Anne Herrington had heard things about Smokey Knoll, of course, but the house was so cheap and it was such a nice house.
She didn’t ask too many questions of the old owners – a very nice couple with three kids, the youngest still in diapers – because it was clear that the two-bedroom house was too small for their growing needs. The tiny strip of city-style front lawn was a little overgrown, sure, and the back they’d let go wild to raspberry bushes and wild roses, four woody apple trees and a vigorous smattering of grapes, but Anne had quite the green thumb and was looking forward to the challenge. The house itself was solid, passed all inspections with flying colors, and came in ten grand under her budget.
And, yes, it was actually in Smokey Knoll, not adjacent as the realtor had tried to sell it, but so what? Smokey Knoll was supposed to be a beautiful place. Sure, the people were a little… strange, but Anne had grown up around strange people. She might be normal, but that said nothing for her parents’ friends, or her friends in school, or that brief phase of college experimentation…
Anyway, she sold insurance now, and it was a very nice, very staid, very normal job, and she had a two-bedroom home with very sound walls in Smokey Knoll.
Then she came home early one day, because the idea of selling insurance to one more person was giving her a splitting headache and she hadn’t had a day off in half a year.
And there were four people standing on her kitchen counter. Four tiny, tiny people.
She stared at them.
They stared at her.
She inched closer, peering. She hadn’t had hallucinations with her migraines in years.

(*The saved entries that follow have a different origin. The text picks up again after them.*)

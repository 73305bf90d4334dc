//! Shared utilities: HTTP client construction and CLI output formatting.

mod display;
mod http;

pub use display::{render_classification, render_outcome, OutputStyle};
pub use http::HttpClient;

They millimetered backwards away from her.
“You’re Tinies!“ She made her voice as quiet as she could. They still backed up another teeny step. “Oh my god, I thought I’d imagined you! I thought you were something from that – uh. I thought I’d made you up.”
The tallest of the tiny people, who was carrying what looked like the leftovers from her Oreo binge, stared back at her. “You imagined us?”
“No – well. Maybe. There were a lot of drugs involved.” She pulled up a stool to the counter and sat down. “Let’s just say… I’m glad to know you’re real.”